Poi inizia la fase discendente: si esaurisce la spinta dei movimenti e prende forza il pensiero neoliberista, che mette il mercato al centro di tutto. Da quel momento la sanità pubblica diventa un terreno di conquista per il profitto.
Quali sono le principali tappe che ripercorre il film?
Il film attraversa l’affermarsi del neoliberismo e i suoi effetti concreti sulla sanità pubblica, fino ai giorni nostri, quando arriviamo ad avere reparti gestiti da privati all’interno degli ospedali del SSN. In Italia un passaggio decisivo è stato il blocco delle assunzioni e il mancato adeguamento degli stipendi, che ha portato alla fuga all’estero in vent’anni di circa 180.000 operatori sanitari.
A livello globale si racconta la trasformazione dell’OMS, sempre più condizionata da finanziamenti privati, e l’ingresso in campo della Banca Mondiale e del Fondo Monetario Internazionale, che attraverso i Piani di Aggiustamento Strutturale hanno imposto tagli devastanti a sanità e istruzione in molti Paesi, soprattutto africani. Politiche che, negli anni successivi, sono state applicate anche in Europa, come in Grecia e Portogallo.

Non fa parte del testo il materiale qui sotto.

//! Webhook request authentication.
//!
//! Inbound webhooks are authenticated with an HMAC-SHA256 signature over
//! the raw request body, with a provider-issued static API key as a
//! fallback credential. Either check passing is sufficient.
//!
//! # Signature Header
//!
//! The primary format is the compound `t=<unix-ts>,v1=<digest>`. When the
//! header does not match that format, the whole header value is treated as
//! the digest itself, which keeps older providers working. Digests are
//! accepted hex- or base64-encoded, with an optional `sha256=` prefix.
//!
//! # Replay Protection
//!
//! When a timestamp is present, requests outside a 300 second window are
//! rejected. Providers that omit the timestamp only produce a warning;
//! rejecting them would break otherwise-valid integrations.

use base64::Engine;
use base64::engine::general_purpose::STANDARD as BASE64_STANDARD;
use chrono::Utc;
use hmac::{Hmac, Mac};
use sha2::Sha256;
use subtle::ConstantTimeEq;

use crate::config::Config;

type HmacSha256 = Hmac<Sha256>;

/// Maximum age (or future skew) of a signed webhook before it's rejected.
const REPLAY_WINDOW_SECS: i64 = 300;

/// Verifies webhook authenticity against the configured credentials.
///
/// # Missing Secret
///
/// Without a configured secret the verifier fails closed in production and
/// fails open with a warning elsewhere. The open mode exists for local
/// development against gateway simulators and must never be deployed.
#[derive(Debug, Clone)]
pub struct SignatureVerifier {
    secret: Option<String>,
    api_key: Option<String>,
    fail_closed: bool,
}

impl SignatureVerifier {
    pub fn new(secret: Option<String>, api_key: Option<String>, fail_closed: bool) -> Self {
        Self {
            secret,
            api_key,
            fail_closed,
        }
    }

    pub fn from_config(config: &Config) -> Self {
        Self::new(
            config.webhook_secret.clone(),
            config.webhook_api_key.clone(),
            config.is_production(),
        )
    }

    /// Authenticate a webhook delivery.
    ///
    /// `signature` is the raw value of the signature header, if any;
    /// `api_key` the raw value of the `x-api-key` header. HMAC is checked
    /// first, the static key second; either success is enough.
    pub fn verify(&self, body: &[u8], signature: Option<&str>, api_key: Option<&str>) -> bool {
        if self.verify_hmac(body, signature) {
            return true;
        }
        self.verify_api_key(api_key)
    }

    fn verify_hmac(&self, body: &[u8], header: Option<&str>) -> bool {
        let Some(secret) = self.secret.as_deref() else {
            if self.fail_closed {
                tracing::error!("webhook secret not configured; rejecting delivery");
                return false;
            }
            tracing::warn!(
                "webhook secret not configured; accepting unverified delivery (development only)"
            );
            return true;
        };

        let Some(header) = header else {
            return false;
        };

        let (timestamp, digest) = parse_signature_header(header);

        match timestamp {
            Some(ts) => {
                let skew = (Utc::now().timestamp() - ts).abs();
                if skew > REPLAY_WINDOW_SECS {
                    tracing::warn!(skew, "webhook signature timestamp outside replay window");
                    return false;
                }
            }
            None => {
                tracing::warn!("webhook signature carries no timestamp; replay window not enforced");
            }
        }

        let Some(provided) = decode_digest(digest) else {
            tracing::warn!("webhook signature digest is neither hex nor base64");
            return false;
        };

        let mut mac =
            HmacSha256::new_from_slice(secret.as_bytes()).expect("HMAC key length is valid");
        mac.update(body);
        let expected = mac.finalize().into_bytes();

        // Length is not secret (always 32 bytes for SHA-256), so an early
        // length check before the constant-time comparison is fine.
        if expected.len() != provided.len() {
            return false;
        }

        expected.as_slice().ct_eq(provided.as_slice()).into()
    }

    fn verify_api_key(&self, provided: Option<&str>) -> bool {
        match (self.api_key.as_deref(), provided) {
            (Some(expected), Some(provided)) if !expected.is_empty() => {
                expected.as_bytes().ct_eq(provided.as_bytes()).into()
            }
            _ => false,
        }
    }
}

/// Split a signature header into (timestamp, digest).
///
/// Understands `t=<unix-ts>,v1=<digest>`; any header without a `v1` part is
/// returned whole as the digest with no timestamp.
fn parse_signature_header(header: &str) -> (Option<i64>, &str) {
    let mut timestamp = None;
    let mut digest = None;

    for part in header.split(',') {
        if let Some(t) = part.strip_prefix("t=") {
            timestamp = t.trim().parse::<i64>().ok();
        } else if let Some(d) = part.strip_prefix("v1=") {
            digest = Some(d.trim());
        }
    }

    match digest {
        Some(d) => (timestamp, d),
        None => (None, header),
    }
}

/// Decode a digest given as hex or base64, with an optional `sha256=`
/// prefix some senders add.
fn decode_digest(raw: &str) -> Option<Vec<u8>> {
    let raw = raw.strip_prefix("sha256=").unwrap_or(raw);
    if let Ok(bytes) = hex::decode(raw) {
        return Some(bytes);
    }
    BASE64_STANDARD.decode(raw).ok()
}

#[cfg(test)]
mod tests {
    use super::*;

    const SECRET: &str = "whsec_test_secret";

    fn verifier() -> SignatureVerifier {
        SignatureVerifier::new(Some(SECRET.to_string()), None, false)
    }

    fn hmac_hex(secret: &str, body: &[u8]) -> String {
        let mut mac = HmacSha256::new_from_slice(secret.as_bytes()).unwrap();
        mac.update(body);
        hex::encode(mac.finalize().into_bytes())
    }

    fn compound_header(secret: &str, body: &[u8], timestamp: i64) -> String {
        format!("t={},v1={}", timestamp, hmac_hex(secret, body))
    }

    #[test]
    fn accepts_valid_compound_signature() {
        let body = br#"{"order_id":"R1","status":"SUCCESS"}"#;
        let header = compound_header(SECRET, body, Utc::now().timestamp());
        assert!(verifier().verify(body, Some(&header), None));
    }

    #[test]
    fn accepts_bare_hex_digest() {
        let body = b"payload";
        let header = hmac_hex(SECRET, body);
        assert!(verifier().verify(body, Some(&header), None));
    }

    #[test]
    fn accepts_base64_digest() {
        let body = b"payload";
        let mut mac = HmacSha256::new_from_slice(SECRET.as_bytes()).unwrap();
        mac.update(body);
        let header = BASE64_STANDARD.encode(mac.finalize().into_bytes());
        assert!(verifier().verify(body, Some(&header), None));
    }

    #[test]
    fn accepts_sha256_prefixed_digest() {
        let body = b"payload";
        let header = format!("sha256={}", hmac_hex(SECRET, body));
        assert!(verifier().verify(body, Some(&header), None));
    }

    #[test]
    fn rejects_mutated_body() {
        let body = br#"{"order_id":"R1","status":"SUCCESS"}"#;
        let header = compound_header(SECRET, body, Utc::now().timestamp());
        let tampered = br#"{"order_id":"R2","status":"SUCCESS"}"#;
        assert!(!verifier().verify(tampered, Some(&header), None));
    }

    #[test]
    fn rejects_mutated_signature() {
        let body = b"payload";
        let mut header = hmac_hex(SECRET, body);
        // Flip the last hex character.
        let last = if header.ends_with('0') { "1" } else { "0" };
        header.truncate(header.len() - 1);
        header.push_str(last);
        assert!(!verifier().verify(body, Some(&header), None));
    }

    #[test]
    fn rejects_stale_timestamp() {
        let body = b"payload";
        let stale = Utc::now().timestamp() - 301;
        let header = compound_header(SECRET, body, stale);
        assert!(!verifier().verify(body, Some(&header), None));
    }

    #[test]
    fn rejects_future_timestamp() {
        let body = b"payload";
        let future = Utc::now().timestamp() + 301;
        let header = compound_header(SECRET, body, future);
        assert!(!verifier().verify(body, Some(&header), None));
    }

    #[test]
    fn rejects_missing_header() {
        assert!(!verifier().verify(b"payload", None, None));
    }

    #[test]
    fn api_key_fallback_accepts_matching_key() {
        let verifier =
            SignatureVerifier::new(Some(SECRET.to_string()), Some("key_123".to_string()), false);
        assert!(verifier.verify(b"payload", Some("bogus"), Some("key_123")));
    }

    #[test]
    fn api_key_fallback_rejects_wrong_key() {
        let verifier =
            SignatureVerifier::new(Some(SECRET.to_string()), Some("key_123".to_string()), false);
        assert!(!verifier.verify(b"payload", Some("bogus"), Some("key_456")));
    }

    #[test]
    fn missing_secret_fails_open_in_development() {
        let verifier = SignatureVerifier::new(None, None, false);
        assert!(verifier.verify(b"payload", None, None));
    }

    #[test]
    fn missing_secret_fails_closed_in_production() {
        let verifier = SignatureVerifier::new(None, None, true);
        assert!(!verifier.verify(b"payload", None, None));
    }
}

Come si è sviluppato il rapporto tra neoliberismo e sanità?
La sanità è diventata uno dei principali ambiti di investimento per il capitale privato. Nel film si ricorda come Wikileaks abbia svelato documenti riservati del TiSA, l’accordo sul commercio dei servizi, in cui la sanità viene indicata come settore strategico per ottenere enormi profitti, a patto che Stati, realtà religiose e associazioni di volontariato facciano un passo indietro.
Per il neoliberismo non conta la salute, ma la malattia: più malati ci sono, più aumentano i profitti. La prevenzione non interessa ai privati, mentre per il pubblico dovrebbe essere l’elemento centrale, perché meno malattie significano meno spesa e più benessere collettivo.
Quali sono i messaggi che lancia il film?
Il messaggio è semplice e potente: cambiare è possibile. Se le persone si informano, si organizzano e lottano, possono ottenere risultati. La storia di Cariati (conclusasi positivamente con il reinserimento dell’ospedale nel piano sanitario regionale qualche mese dopo l’uscita del film) dimostra che l’iniziativa dal basso può arrivare a coinvolgere anche figure con grande visibilità e capacità di incidere. Il destino non è già scritto, ma il conflitto sulla salute è universale e non ha confini. Difendere il diritto alla salute significa difendere un bene comune fondamentale per tutte e tutti.